Berdasarkan hasil penelitian di atas, skor Wells dan algoritma YEARS lebih tepat digunakan untuk menyingkirkan kecurigaan terhadap emboli paru. Skoring ini bukan memprediksi terjadinya emboli paru, karena rendahnya angka positive predictive value.[10]

Kecurigaan emboli paru terutama bila pasien memiliki faktor risiko terjadinya DVT atau pada pasien DVT yang memiliki keluhan sesak napas atau batuk berdarah secara mendadak. Faktor risiko terjadinya DVT, seperti imobilisasi, riwayat pembedahan, riwayat stroke, riwayat penyakit keganasan, maupun autoimun, harus dikaji pada saat pasien datang ke fasilitas kesehatan.
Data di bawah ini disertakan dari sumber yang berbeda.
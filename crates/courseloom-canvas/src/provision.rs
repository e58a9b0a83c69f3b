//! Corpus provisioning: create a retrieval corpus and import course files.
//!
//! Deliberately best-effort per file: a single file that fails to
//! download or import is logged and skipped so the rest of the course
//! still gets indexed. (The graph builder is the opposite — it fails the
//! whole build on the first topic error.)

use courseloom_core::Result;
use courseloom_rag::CorpusAdmin;
use tracing::{info, warn};

use crate::types::CanvasFile;

/// What a provisioning run produced.
#[derive(Debug, Clone)]
pub struct ProvisionOutcome {
    pub corpus_id: String,
    pub uploaded: usize,
    pub skipped: usize,
}

/// Create a corpus and import every course file into it. Corpus creation
/// failure aborts; per-file failures are skipped and counted.
pub fn provision_corpus(
    admin: &dyn CorpusAdmin,
    files: &[CanvasFile],
    download: impl Fn(&CanvasFile) -> Result<Vec<u8>>,
) -> Result<ProvisionOutcome> {
    let corpus_id =
        admin.create_corpus(&format!("Course Corpus - {} files", files.len()))?;

    let mut uploaded = 0;
    let mut skipped = 0;
    for file in files {
        let content = match download(file) {
            Ok(bytes) => bytes,
            Err(e) => {
                warn!("Skipping {} (download failed: {})", file.display_name, e);
                skipped += 1;
                continue;
            }
        };
        match admin.import_file(&corpus_id, &file.id.to_string(), &file.display_name, &content) {
            Ok(()) => uploaded += 1,
            Err(e) => {
                warn!("Skipping {} (import failed: {})", file.display_name, e);
                skipped += 1;
            }
        }
    }

    info!(
        "Corpus {} provisioned: {} uploaded, {} skipped",
        corpus_id, uploaded, skipped
    );
    Ok(ProvisionOutcome {
        corpus_id,
        uploaded,
        skipped,
    })
}

#[cfg(test)]
mod tests {
    use super::*;
    use courseloom_core::Error;
    use std::sync::Mutex;

    struct RecordingAdmin {
        create_fails: bool,
        fail_import_for: Option<String>,
        imported: Mutex<Vec<String>>,
    }

    impl RecordingAdmin {
        fn new() -> Self {
            Self {
                create_fails: false,
                fail_import_for: None,
                imported: Mutex::new(Vec::new()),
            }
        }
    }

    impl CorpusAdmin for RecordingAdmin {
        fn create_corpus(&self, _display_name: &str) -> Result<String> {
            if self.create_fails {
                return Err(Error::Collaborator("corpus API down".into()));
            }
            Ok("corpora/123".into())
        }

        fn import_file(
            &self,
            _corpus_id: &str,
            _file_id: &str,
            display_name: &str,
            _content: &[u8],
        ) -> Result<()> {
            if self.fail_import_for.as_deref() == Some(display_name) {
                return Err(Error::Collaborator("import rejected".into()));
            }
            self.imported.lock().unwrap().push(display_name.to_string());
            Ok(())
        }
    }

    fn file(id: i64, name: &str) -> CanvasFile {
        CanvasFile {
            id,
            display_name: name.into(),
            url: format!("https://canvas.example/files/{id}/download"),
            html_url: None,
        }
    }

    #[test]
    fn test_provision_continues_past_failed_files() {
        let mut admin = RecordingAdmin::new();
        admin.fail_import_for = Some("Lecture 5.pdf".into());
        let files = vec![file(101, "Chapter 3.pdf"), file(102, "Lecture 5.pdf")];

        let outcome = provision_corpus(&admin, &files, |f| {
            if f.id == 101 {
                Ok(b"pdf bytes".to_vec())
            } else {
                Ok(b"other bytes".to_vec())
            }
        })
        .unwrap();

        assert_eq!(outcome.corpus_id, "corpora/123");
        assert_eq!(outcome.uploaded, 1);
        assert_eq!(outcome.skipped, 1);
        assert_eq!(*admin.imported.lock().unwrap(), vec!["Chapter 3.pdf"]);
    }

    #[test]
    fn test_download_failure_is_skipped() {
        let admin = RecordingAdmin::new();
        let files = vec![file(101, "Chapter 3.pdf")];
        let outcome =
            provision_corpus(&admin, &files, |_| Err(Error::Http("404".into()))).unwrap();
        assert_eq!(outcome.uploaded, 0);
        assert_eq!(outcome.skipped, 1);
    }

    #[test]
    fn test_corpus_creation_failure_aborts() {
        let mut admin = RecordingAdmin::new();
        admin.create_fails = true;
        let err = provision_corpus(&admin, &[], |_| Ok(Vec::new())).unwrap_err();
        assert!(matches!(err, Error::Collaborator(_)));
    }
}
Hal ini mengingat data mengenai emboli paru masih belum ada di Indonesia.[10]

Kesimpulan

Hingga saat ini, emboli paru masih merupakan salah satu masalah medis yang membutuhkan perhatian medis mengingat manifestasi klinisnya yang sangat luas dan tidak spesifik, dari batuk berdarah, nyeri dada, hingga ke kematian mendadak.

Proses diagnosis emboli paru juga tidak mudah yaitu dengan menggunakan CTPA sebagai diagnosis standar emboli paru. Hal ini membuat adanya sistem skoring berdasarkan keluhan klinis sebagai sarana untuk mengarahkan kecurigaan pada Emboli paru sering digunakan, yaitu skor Wells dan algoritma YEARS. Selain skoring ini, PERC Rule juga dapat digunakan untuk mengeklusi emboli paru.

Skor WELLS dan YEARS memiliki sensitivitas dan negative predictive value yang baik, namun spesifisitasnya maupun positive predictive value kurang begitu menjanjikan. Hal ini membuat kedua skor tersebut lebih tepat penggunaannya sebagai skrining pada pasien yang memiliki manifestasi klinis mengarah kepada emboli paru dan memastikan pasien dengan kemungkinan tertinggi emboli paru yang dilanjutkan pemeriksaan konfirmasi diagnosis seperti CTPA atau ventilation/perfusion.